# [Aim of the task]
The required result is a copy of each line below in which "errors" appears.

═══ Listed entries

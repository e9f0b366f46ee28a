//! Unified error type for document rendering.

use sheetpress_write::{UnknownFormatError, WriteError};
use thiserror::Error;

/// The main error enum for all high-level operations in the wrapper layer.
#[derive(Error, Debug)]
pub enum SheetError {
    /// Output format string no writer recognizes (invalid argument).
    #[error(transparent)]
    UnknownFormat(#[from] UnknownFormatError),

    /// Deployment or environment misconfiguration.
    #[error("configuration error: {0}")]
    Config(String),

    /// The disk caching directory could not be created.
    #[error("disk cache error: {0}")]
    Cache(String),

    /// A template property carried an unusable value.
    #[error("invalid property \"{key}\": {message}")]
    Property { key: String, message: String },

    /// Failure while loading a workbook template file.
    #[error("template read error: {0}")]
    Read(String),

    /// Failure surfaced by a format writer; propagated, not translated.
    #[error(transparent)]
    Write(#[from] WriteError),

    #[error("I/O error: {0}")]
    Io(#[from] std::io::Error),
}

impl SheetError {
    pub(crate) fn property(key: &str, message: impl Into<String>) -> Self {
        SheetError::Property {
            key: key.to_string(),
            message: message.into(),
        }
    }
}

impl From<calamine::Error> for SheetError {
    fn from(e: calamine::Error) -> Self {
        SheetError::Read(e.to_string())
    }
}
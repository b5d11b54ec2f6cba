//! CSV hierarchy import: delimiter parsing, tree reconstruction from
//! dotted section identifiers, and flattening back into a flat,
//! catalog-ready requirement list.
//!
//! Row-level problems accumulate into the report instead of aborting
//! the import; only a missing header or missing required columns fail
//! the whole parse.

use serde::Serialize;
use std::collections::HashMap;
use thiserror::Error;

use crate::models::Requirement;

/// Columns every import must provide, in any order.
pub const REQUIRED_COLUMNS: [&str; 7] =
    ["id", "level", "section", "heading", "text", "important", "dependencies"];

/// Field delimiter. Quoted fields follow RFC4180-style rules: a quote
/// toggles the in-quotes state and a doubled quote inside quotes is a
/// literal quote.
const DELIMITER: char = ';';

/// Whole-input parse failure, raised before any row is processed.
#[derive(Debug, Error)]
pub enum CsvError {
    #[error("CSV must contain a header row and at least one data row")]
    Empty,
    #[error("missing required columns: {}", .0.join(", "))]
    MissingColumns(Vec<String>),
}

/// A row-numbered problem. Row numbers are 1-based over the raw input,
/// so the first data row is row 2.
#[derive(Debug, Clone, Serialize, PartialEq, Eq)]
pub struct RowError {
    pub row: usize,
    pub message: String,
}

/// One successfully parsed data row.
#[derive(Debug, Clone, PartialEq)]
pub struct CsvRecord {
    pub id: String,
    pub level: u32,
    pub section: String,
    pub heading: String,
    pub text: String,
    pub important: u8,
    pub dependencies: Vec<String>,
}

/// Parse output: good records plus accumulated row errors.
#[derive(Debug, Default)]
pub struct ParsedCsv {
    pub records: Vec<CsvRecord>,
    pub errors: Vec<RowError>,
    /// Number of non-blank data rows seen.
    pub total_rows: usize,
}

/// A node of the reconstructed section hierarchy.
#[derive(Debug, Clone, PartialEq)]
pub struct TreeNode {
    pub record: CsvRecord,
    pub children: Vec<TreeNode>,
}

/// Splits one line into fields, honoring quoting.
fn parse_csv_line(line: &str) -> Vec<String> {
    let mut fields = Vec::new();
    let mut current = String::new();
    let mut in_quotes = false;
    let mut chars = line.chars().peekable();

    while let Some(ch) = chars.next() {
        if ch == '"' {
            if in_quotes && chars.peek() == Some(&'"') {
                current.push('"');
                chars.next();
            } else {
                in_quotes = !in_quotes;
            }
        } else if ch == DELIMITER && !in_quotes {
            fields.push(std::mem::take(&mut current));
        } else {
            current.push(ch);
        }
    }
    fields.push(current);
    fields
}

/// Parses semicolon-delimited text with a header row.
///
/// Fails up front when the header is missing or lacks required
/// columns (the error names every missing one); everything else is a
/// per-row error in the result.
pub fn parse_csv(text: &str) -> Result<ParsedCsv, CsvError> {
    let mut lines = text.trim().lines();
    let header_line = lines.next().ok_or(CsvError::Empty)?;

    let headers: Vec<String> = parse_csv_line(header_line)
        .iter()
        .map(|h| h.trim().to_lowercase())
        .collect();
    let missing: Vec<String> = REQUIRED_COLUMNS
        .iter()
        .filter(|c| !headers.iter().any(|h| h == *c))
        .map(|c| c.to_string())
        .collect();
    if !missing.is_empty() {
        return Err(CsvError::MissingColumns(missing));
    }

    let mut parsed = ParsedCsv::default();
    let mut saw_data_row = false;

    for (idx, line) in lines.enumerate() {
        if line.trim().is_empty() {
            continue;
        }
        saw_data_row = true;
        parsed.total_rows += 1;
        let row = idx + 2;

        let values = parse_csv_line(line.trim());
        if values.len() != headers.len() {
            parsed.errors.push(RowError {
                row,
                message: "incorrect number of fields".to_string(),
            });
            continue;
        }

        let fields: HashMap<&str, &str> = headers
            .iter()
            .map(String::as_str)
            .zip(values.iter().map(|v| v.trim()))
            .collect();

        let level = match fields["level"].parse::<i64>() {
            Ok(n) => n.max(0) as u32,
            Err(_) => {
                parsed.errors.push(RowError {
                    row,
                    message: "'level' must be a number".to_string(),
                });
                continue;
            }
        };
        let important = match fields["important"].parse::<i64>() {
            Ok(n) => n.clamp(0, 100) as u8,
            Err(_) => {
                parsed.errors.push(RowError {
                    row,
                    message: "'important' must be a number".to_string(),
                });
                continue;
            }
        };
        let dependencies = fields["dependencies"]
            .split(',')
            .map(str::trim)
            .filter(|d| !d.is_empty())
            .map(str::to_string)
            .collect();

        parsed.records.push(CsvRecord {
            id: fields["id"].to_string(),
            level,
            section: fields["section"].to_string(),
            heading: fields["heading"].to_string(),
            text: fields["text"].to_string(),
            important,
            dependencies,
        });
    }

    if !saw_data_row {
        return Err(CsvError::Empty);
    }
    Ok(parsed)
}

/// Reconstructs the parent/child forest from dotted section ids.
///
/// A record's parent is the record whose section equals its own with
/// the last dot-component removed; records without such a parent are
/// roots. The whole forest is then sorted recursively by plain string
/// comparison of sections, which deliberately orders "1.10" before
/// "1.2".
pub fn build_hierarchy(records: Vec<CsvRecord>) -> Vec<TreeNode> {
    struct Slot {
        record: Option<CsvRecord>,
        children: Vec<usize>,
    }

    let mut index: HashMap<String, usize> = HashMap::new();
    let mut slots: Vec<Slot> = Vec::new();
    for record in records {
        match index.get(&record.section) {
            // Duplicate sections keep their original position, last
            // record wins.
            Some(&i) => slots[i].record = Some(record),
            None => {
                index.insert(record.section.clone(), slots.len());
                slots.push(Slot {
                    record: Some(record),
                    children: Vec::new(),
                });
            }
        }
    }

    let mut roots: Vec<usize> = Vec::new();
    for i in 0..slots.len() {
        let section = slots[i]
            .record
            .as_ref()
            .map(|r| r.section.clone())
            .unwrap_or_default();
        let parent_section = match section.rfind('.') {
            Some(pos) => &section[..pos],
            None => "",
        };
        match index.get(parent_section) {
            Some(&p) if !parent_section.is_empty() => slots[p].children.push(i),
            _ => roots.push(i),
        }
    }

    fn assemble(i: usize, slots: &mut [Slot]) -> TreeNode {
        let record = slots[i].record.take().expect("slot assembled twice");
        let children_idx = std::mem::take(&mut slots[i].children);
        TreeNode {
            record,
            children: children_idx
                .into_iter()
                .map(|c| assemble(c, slots))
                .collect(),
        }
    }

    fn sort_tree(nodes: &mut [TreeNode]) {
        nodes.sort_by(|a, b| a.record.section.cmp(&b.record.section));
        for node in nodes {
            sort_tree(&mut node.children);
        }
    }

    let mut forest: Vec<TreeNode> = roots
        .into_iter()
        .map(|i| assemble(i, &mut slots))
        .collect();
    sort_tree(&mut forest);
    forest
}

/// Flattens a forest into a catalog-ready requirement list in
/// document order: each parent immediately precedes its children's
/// subtree. Assigns `parentId`/`childrenIds` back-references, derives
/// `isContainer` from whitespace-only text and tags every node with
/// the catalog title.
pub fn flatten(nodes: &[TreeNode], catalog_title: &str) -> Vec<Requirement> {
    fn walk(
        nodes: &[TreeNode],
        parent_id: Option<&str>,
        catalog_title: &str,
        out: &mut Vec<Requirement>,
    ) {
        for node in nodes {
            let record = &node.record;
            out.push(Requirement {
                id: record.id.clone(),
                heading: record.heading.clone(),
                text: record.text.clone(),
                important: record.important,
                section: record.section.clone(),
                level: record.level,
                parent_id: parent_id.map(str::to_string),
                children_ids: node.children.iter().map(|c| c.record.id.clone()).collect(),
                dependencies: record.dependencies.clone(),
                is_container: Requirement::is_container_text(&record.text),
                issues_linked: Vec::new(),
                correlation: None,
                catalog_title: catalog_title.to_string(),
            });
            walk(&node.children, Some(&record.id), catalog_title, out);
        }
    }

    let mut out = Vec::new();
    walk(nodes, None, catalog_title, &mut out);
    out
}

/// Counts every node in the forest. Iterative on purpose: deep
/// hierarchies must not recurse the stack away.
pub fn count_requirements(nodes: &[TreeNode]) -> usize {
    let mut count = 0;
    let mut stack: Vec<&TreeNode> = nodes.iter().collect();
    while let Some(node) = stack.pop() {
        count += 1;
        stack.extend(node.children.iter());
    }
    count
}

══════

# [Exercise answer]
/// Parse output: good records plus accumulated row errors.
    pub errors: Vec<RowError>,
            parsed.errors.push(RowError {
                parsed.errors.push(RowError {
                parsed.errors.push(RowError {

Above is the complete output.